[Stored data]
....................

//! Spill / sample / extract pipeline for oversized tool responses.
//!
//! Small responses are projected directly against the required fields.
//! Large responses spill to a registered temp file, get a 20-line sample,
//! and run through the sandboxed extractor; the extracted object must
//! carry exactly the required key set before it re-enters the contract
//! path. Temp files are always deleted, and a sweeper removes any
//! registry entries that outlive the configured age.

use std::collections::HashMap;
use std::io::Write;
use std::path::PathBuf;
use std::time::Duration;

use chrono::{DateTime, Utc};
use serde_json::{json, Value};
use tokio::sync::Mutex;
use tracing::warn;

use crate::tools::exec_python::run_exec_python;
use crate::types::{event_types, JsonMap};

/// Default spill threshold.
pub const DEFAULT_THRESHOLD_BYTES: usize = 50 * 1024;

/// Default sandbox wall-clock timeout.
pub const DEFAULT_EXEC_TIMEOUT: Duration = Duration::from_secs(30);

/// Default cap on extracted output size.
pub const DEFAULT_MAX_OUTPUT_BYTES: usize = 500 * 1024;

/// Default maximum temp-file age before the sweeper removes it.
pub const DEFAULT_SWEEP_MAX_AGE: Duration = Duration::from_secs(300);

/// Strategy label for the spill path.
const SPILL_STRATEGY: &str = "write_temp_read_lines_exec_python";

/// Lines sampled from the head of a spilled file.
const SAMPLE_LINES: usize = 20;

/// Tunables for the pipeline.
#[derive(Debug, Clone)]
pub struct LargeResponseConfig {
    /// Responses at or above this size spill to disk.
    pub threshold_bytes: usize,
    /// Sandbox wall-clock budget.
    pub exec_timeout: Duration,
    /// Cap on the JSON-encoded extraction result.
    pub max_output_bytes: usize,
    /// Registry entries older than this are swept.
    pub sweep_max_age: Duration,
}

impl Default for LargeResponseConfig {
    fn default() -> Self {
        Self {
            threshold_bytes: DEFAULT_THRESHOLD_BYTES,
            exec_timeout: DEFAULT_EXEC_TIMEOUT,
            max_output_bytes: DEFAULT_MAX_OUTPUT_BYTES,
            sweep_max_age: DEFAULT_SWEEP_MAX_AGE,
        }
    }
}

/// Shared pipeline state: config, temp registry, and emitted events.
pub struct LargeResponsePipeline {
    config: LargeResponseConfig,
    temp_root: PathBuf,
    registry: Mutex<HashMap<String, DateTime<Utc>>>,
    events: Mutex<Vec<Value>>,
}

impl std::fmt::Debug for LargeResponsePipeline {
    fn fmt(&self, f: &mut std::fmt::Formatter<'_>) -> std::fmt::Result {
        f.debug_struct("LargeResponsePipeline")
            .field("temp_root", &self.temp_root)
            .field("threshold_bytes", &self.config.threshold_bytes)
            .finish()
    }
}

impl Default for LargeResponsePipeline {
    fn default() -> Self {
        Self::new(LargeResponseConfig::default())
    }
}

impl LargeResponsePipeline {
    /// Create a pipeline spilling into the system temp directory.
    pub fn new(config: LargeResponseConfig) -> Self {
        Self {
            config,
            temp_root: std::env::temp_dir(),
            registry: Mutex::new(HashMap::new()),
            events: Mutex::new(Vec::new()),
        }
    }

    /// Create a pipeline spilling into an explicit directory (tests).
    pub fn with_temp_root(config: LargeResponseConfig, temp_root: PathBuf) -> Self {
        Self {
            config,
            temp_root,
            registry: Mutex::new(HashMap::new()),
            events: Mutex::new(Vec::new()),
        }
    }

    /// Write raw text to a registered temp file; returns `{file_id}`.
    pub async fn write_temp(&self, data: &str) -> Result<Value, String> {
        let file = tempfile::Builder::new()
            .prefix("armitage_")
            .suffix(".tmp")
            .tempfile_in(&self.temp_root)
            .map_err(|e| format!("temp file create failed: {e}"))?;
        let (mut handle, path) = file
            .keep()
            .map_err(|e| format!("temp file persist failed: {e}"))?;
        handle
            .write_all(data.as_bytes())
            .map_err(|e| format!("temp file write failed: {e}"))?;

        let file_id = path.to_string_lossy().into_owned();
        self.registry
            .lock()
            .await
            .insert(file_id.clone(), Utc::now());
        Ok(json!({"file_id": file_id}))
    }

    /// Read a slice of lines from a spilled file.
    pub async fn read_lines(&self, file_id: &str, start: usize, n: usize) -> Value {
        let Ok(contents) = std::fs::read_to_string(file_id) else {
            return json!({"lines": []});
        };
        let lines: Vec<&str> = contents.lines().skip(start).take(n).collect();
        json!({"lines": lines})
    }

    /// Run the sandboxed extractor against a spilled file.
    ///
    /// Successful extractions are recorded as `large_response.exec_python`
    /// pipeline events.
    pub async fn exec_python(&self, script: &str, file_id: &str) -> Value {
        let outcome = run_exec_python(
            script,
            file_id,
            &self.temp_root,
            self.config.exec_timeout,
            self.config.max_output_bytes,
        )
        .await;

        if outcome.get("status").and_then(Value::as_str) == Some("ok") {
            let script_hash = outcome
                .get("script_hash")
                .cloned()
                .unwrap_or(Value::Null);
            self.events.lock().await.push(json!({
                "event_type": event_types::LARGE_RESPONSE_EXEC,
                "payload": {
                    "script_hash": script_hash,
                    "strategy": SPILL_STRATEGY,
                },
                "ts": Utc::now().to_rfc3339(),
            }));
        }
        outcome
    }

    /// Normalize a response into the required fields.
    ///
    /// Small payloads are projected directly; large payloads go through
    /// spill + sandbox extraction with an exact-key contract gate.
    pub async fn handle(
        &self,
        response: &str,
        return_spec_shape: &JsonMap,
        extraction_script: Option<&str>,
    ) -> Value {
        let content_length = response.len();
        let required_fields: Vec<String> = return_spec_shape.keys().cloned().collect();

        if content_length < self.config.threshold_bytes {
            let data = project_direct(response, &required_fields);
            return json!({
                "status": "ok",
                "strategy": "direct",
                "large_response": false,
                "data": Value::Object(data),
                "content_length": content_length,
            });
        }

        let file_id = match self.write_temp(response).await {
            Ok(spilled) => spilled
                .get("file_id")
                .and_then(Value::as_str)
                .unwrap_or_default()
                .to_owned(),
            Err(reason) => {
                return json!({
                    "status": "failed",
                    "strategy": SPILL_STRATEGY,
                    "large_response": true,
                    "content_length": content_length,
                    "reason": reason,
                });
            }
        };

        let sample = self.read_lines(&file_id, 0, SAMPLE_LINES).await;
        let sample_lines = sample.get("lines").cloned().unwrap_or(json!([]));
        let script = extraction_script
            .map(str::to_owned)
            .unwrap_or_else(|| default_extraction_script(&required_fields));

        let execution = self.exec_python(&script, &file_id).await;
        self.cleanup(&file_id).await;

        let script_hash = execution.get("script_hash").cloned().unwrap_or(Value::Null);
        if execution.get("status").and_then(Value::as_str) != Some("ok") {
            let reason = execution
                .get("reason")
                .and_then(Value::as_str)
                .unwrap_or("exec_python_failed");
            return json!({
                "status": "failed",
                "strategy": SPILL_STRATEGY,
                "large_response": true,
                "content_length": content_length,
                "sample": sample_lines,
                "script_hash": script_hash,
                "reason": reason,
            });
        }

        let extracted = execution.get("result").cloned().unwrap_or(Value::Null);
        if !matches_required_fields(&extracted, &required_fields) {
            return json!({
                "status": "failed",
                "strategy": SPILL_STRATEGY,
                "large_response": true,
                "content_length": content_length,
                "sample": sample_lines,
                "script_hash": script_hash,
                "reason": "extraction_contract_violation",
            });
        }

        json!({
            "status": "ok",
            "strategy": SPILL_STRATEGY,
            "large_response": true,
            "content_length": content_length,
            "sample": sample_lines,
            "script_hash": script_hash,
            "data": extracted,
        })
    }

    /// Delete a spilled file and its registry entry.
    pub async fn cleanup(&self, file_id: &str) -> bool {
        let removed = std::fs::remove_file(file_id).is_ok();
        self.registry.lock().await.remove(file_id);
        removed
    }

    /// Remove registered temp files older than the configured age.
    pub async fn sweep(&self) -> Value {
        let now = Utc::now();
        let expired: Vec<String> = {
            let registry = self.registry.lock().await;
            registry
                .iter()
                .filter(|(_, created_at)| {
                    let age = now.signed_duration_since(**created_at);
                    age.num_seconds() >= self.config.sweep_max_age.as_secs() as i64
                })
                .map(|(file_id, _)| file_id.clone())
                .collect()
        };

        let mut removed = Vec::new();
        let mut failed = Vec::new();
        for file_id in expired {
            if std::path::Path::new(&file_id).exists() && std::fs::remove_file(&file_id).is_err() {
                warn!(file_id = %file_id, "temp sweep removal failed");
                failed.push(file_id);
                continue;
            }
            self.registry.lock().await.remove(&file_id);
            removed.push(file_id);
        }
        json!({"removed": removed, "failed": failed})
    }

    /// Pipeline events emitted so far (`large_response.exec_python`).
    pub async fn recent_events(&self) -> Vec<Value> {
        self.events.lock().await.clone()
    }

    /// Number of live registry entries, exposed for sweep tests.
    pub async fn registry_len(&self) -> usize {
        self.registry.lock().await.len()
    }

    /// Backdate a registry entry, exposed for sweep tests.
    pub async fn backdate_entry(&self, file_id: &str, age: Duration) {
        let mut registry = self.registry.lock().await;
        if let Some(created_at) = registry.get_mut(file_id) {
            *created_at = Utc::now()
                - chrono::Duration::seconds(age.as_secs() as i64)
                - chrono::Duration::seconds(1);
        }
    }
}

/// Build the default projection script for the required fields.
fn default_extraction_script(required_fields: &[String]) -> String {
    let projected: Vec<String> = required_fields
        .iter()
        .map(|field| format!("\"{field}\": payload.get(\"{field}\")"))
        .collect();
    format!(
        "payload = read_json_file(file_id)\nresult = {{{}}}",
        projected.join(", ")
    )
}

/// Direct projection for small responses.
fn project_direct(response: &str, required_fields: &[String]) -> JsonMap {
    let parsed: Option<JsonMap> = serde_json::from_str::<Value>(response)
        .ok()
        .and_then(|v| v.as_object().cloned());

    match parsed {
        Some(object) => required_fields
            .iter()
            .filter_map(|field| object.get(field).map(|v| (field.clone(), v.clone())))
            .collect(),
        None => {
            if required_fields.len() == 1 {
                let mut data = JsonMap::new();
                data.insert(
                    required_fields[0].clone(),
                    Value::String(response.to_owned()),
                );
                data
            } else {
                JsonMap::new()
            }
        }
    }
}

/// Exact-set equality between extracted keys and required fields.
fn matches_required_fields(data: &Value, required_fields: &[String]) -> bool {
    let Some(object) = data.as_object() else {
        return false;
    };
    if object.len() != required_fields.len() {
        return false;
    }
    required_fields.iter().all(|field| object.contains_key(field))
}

....................

Collect each line above holding the string "handle".

> _Answer to the exercise_:
        let (mut handle, path) = file
        handle
    pub async fn handle(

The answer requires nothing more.